_INFORMATION_
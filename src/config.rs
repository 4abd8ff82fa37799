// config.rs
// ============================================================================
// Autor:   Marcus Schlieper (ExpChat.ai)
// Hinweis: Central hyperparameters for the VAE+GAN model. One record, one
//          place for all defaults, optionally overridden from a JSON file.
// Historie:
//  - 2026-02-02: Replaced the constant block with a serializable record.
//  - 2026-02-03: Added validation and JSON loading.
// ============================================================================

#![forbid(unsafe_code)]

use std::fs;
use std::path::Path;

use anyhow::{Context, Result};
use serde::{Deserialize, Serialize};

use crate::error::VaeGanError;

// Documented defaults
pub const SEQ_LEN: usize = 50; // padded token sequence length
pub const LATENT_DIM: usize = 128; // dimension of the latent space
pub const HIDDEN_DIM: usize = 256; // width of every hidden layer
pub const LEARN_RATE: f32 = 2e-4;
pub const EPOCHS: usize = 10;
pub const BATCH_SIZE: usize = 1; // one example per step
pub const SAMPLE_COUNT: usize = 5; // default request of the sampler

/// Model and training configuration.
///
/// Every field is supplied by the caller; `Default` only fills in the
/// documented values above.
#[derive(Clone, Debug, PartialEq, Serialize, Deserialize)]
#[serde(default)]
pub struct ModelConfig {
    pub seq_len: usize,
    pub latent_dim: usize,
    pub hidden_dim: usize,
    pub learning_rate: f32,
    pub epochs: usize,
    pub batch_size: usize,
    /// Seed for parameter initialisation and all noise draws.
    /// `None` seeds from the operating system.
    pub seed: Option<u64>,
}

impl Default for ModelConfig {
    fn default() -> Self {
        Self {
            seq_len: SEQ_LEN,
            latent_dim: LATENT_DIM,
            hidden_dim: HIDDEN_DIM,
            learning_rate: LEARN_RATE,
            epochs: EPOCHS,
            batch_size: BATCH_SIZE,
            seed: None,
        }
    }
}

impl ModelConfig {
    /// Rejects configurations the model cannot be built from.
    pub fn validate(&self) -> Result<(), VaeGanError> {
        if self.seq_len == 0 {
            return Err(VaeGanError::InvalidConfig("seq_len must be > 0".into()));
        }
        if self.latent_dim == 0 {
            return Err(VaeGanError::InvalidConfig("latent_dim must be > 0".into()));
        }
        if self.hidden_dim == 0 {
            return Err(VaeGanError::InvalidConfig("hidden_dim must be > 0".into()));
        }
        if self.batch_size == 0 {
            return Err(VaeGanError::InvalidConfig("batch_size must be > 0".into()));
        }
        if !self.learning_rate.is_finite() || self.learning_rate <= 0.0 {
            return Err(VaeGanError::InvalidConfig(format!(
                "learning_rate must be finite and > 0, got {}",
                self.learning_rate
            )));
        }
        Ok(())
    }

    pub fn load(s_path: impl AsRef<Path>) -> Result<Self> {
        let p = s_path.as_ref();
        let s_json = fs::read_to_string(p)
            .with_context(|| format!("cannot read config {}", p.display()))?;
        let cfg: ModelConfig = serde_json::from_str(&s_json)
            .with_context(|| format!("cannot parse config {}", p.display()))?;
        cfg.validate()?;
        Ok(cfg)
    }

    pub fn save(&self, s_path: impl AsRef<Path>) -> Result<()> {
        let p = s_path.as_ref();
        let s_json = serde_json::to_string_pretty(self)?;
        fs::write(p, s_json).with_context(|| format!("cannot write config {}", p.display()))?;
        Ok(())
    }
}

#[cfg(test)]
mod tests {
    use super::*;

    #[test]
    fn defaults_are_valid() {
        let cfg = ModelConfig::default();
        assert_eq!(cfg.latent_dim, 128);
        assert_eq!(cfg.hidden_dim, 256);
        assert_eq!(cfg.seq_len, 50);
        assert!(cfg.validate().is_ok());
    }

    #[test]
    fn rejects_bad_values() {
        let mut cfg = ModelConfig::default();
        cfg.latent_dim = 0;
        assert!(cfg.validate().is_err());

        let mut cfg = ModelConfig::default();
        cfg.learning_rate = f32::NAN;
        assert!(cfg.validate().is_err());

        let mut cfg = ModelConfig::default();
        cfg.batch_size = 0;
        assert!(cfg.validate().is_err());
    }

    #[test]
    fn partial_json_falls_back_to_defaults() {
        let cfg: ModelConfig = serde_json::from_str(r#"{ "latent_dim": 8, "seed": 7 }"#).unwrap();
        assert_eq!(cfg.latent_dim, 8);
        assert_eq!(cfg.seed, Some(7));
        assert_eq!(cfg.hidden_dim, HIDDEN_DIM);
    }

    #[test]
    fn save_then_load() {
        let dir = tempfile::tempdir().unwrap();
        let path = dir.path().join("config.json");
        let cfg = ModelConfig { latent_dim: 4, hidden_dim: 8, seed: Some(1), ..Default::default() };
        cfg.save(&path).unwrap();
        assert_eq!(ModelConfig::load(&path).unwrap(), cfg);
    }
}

...

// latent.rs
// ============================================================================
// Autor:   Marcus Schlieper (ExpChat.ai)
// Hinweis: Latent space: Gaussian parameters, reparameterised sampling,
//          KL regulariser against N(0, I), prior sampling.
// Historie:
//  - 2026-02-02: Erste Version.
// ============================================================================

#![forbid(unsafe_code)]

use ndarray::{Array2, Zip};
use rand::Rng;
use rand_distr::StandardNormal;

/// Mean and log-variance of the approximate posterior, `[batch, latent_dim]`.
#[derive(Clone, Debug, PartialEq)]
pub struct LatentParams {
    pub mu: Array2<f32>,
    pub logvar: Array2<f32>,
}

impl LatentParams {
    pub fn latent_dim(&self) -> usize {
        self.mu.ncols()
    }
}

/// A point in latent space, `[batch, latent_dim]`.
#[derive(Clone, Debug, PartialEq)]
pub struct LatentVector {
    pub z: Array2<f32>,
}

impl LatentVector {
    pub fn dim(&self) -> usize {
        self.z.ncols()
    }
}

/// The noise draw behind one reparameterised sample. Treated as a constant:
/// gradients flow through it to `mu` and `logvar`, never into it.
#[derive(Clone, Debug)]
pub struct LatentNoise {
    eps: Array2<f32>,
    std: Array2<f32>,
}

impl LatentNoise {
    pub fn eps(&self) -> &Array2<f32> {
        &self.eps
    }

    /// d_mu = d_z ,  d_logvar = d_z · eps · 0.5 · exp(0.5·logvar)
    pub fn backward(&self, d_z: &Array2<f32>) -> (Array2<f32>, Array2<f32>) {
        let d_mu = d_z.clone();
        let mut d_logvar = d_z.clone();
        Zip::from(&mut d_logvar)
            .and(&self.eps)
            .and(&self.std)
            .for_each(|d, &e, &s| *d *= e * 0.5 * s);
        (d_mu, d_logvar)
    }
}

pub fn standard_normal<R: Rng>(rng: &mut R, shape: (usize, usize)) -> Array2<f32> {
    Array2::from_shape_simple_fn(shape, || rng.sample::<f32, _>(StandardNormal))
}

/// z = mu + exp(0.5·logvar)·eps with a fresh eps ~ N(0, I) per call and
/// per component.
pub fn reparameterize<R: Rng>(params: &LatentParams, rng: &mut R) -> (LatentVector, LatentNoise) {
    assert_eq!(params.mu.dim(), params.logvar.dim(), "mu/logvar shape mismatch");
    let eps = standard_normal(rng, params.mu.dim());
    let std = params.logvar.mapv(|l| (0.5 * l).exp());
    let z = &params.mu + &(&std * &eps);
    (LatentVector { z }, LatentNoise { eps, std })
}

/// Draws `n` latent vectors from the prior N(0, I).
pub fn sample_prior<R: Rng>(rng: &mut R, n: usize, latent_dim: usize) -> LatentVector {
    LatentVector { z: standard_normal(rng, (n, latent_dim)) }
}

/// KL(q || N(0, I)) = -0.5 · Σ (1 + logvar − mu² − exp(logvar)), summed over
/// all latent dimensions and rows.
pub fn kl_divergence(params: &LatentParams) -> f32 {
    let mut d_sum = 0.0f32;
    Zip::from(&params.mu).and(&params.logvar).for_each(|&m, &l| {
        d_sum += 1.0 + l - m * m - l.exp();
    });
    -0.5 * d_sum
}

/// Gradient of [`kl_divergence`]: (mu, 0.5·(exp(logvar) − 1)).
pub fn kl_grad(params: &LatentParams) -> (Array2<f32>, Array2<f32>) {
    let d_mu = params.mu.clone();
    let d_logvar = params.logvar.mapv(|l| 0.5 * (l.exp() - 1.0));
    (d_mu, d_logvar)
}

---

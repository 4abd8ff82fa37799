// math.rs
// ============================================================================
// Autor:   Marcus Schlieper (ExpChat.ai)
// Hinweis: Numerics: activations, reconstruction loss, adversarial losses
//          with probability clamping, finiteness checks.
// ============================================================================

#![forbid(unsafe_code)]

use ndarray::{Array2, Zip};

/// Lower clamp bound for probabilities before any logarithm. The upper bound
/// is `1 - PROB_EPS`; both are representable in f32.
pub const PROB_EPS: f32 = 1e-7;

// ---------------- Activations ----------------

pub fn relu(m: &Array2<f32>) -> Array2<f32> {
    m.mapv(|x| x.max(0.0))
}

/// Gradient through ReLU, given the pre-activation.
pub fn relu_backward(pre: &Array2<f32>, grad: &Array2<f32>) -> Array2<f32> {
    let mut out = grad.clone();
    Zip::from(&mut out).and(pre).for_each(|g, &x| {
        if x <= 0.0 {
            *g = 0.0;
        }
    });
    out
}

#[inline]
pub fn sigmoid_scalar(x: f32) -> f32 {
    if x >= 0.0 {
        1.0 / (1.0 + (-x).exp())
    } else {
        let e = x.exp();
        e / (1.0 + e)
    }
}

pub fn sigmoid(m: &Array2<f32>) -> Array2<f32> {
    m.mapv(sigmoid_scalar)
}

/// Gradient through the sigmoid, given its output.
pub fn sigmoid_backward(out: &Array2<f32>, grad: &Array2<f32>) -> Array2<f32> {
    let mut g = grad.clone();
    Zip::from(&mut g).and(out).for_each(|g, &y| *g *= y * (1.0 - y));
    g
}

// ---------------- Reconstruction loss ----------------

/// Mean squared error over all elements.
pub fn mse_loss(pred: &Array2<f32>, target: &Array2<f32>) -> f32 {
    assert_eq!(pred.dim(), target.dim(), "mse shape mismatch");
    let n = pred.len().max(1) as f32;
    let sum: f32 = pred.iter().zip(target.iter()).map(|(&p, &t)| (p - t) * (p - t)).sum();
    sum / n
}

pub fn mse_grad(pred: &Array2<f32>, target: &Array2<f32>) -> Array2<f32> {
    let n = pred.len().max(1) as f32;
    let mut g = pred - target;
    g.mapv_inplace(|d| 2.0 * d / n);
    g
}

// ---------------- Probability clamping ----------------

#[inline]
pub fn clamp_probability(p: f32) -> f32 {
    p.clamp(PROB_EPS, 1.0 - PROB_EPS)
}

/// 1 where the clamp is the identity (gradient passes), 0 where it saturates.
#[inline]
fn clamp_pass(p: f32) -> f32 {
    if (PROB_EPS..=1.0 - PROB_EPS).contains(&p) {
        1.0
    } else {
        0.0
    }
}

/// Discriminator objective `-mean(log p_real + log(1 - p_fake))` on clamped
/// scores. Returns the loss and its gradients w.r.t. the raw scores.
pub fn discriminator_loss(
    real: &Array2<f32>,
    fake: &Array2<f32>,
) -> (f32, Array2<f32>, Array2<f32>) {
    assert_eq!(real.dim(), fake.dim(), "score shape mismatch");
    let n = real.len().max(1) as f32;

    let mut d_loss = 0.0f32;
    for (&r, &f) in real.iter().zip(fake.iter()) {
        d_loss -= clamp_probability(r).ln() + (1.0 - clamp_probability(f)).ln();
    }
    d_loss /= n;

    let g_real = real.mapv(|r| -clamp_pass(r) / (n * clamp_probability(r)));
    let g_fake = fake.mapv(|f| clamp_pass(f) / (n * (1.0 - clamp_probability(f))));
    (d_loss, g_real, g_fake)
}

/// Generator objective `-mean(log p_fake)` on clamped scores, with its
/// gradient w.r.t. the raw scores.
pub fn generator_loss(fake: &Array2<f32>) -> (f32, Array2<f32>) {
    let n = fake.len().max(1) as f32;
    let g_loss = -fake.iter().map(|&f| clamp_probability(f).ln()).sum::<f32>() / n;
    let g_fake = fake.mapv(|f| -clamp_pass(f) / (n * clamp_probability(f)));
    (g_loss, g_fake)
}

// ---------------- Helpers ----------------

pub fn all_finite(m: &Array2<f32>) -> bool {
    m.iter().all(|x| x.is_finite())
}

_PROBLEM_
Give back, unchanged, the run of lines in the listing above that begins at the line containing "pub struct LatentNoise" and ends at the line containing "Zip::from(&mut d_logvar)", both included.

_SOLUTION FOR THIS TASK_
pub struct LatentNoise {
    eps: Array2<f32>,
    std: Array2<f32>,
}

impl LatentNoise {
    pub fn eps(&self) -> &Array2<f32> {
        &self.eps
    }

    /// d_mu = d_z ,  d_logvar = d_z · eps · 0.5 · exp(0.5·logvar)
    pub fn backward(&self, d_z: &Array2<f32>) -> (Array2<f32>, Array2<f32>) {
        let d_mu = d_z.clone();
        let mut d_logvar = d_z.clone();
        Zip::from(&mut d_logvar)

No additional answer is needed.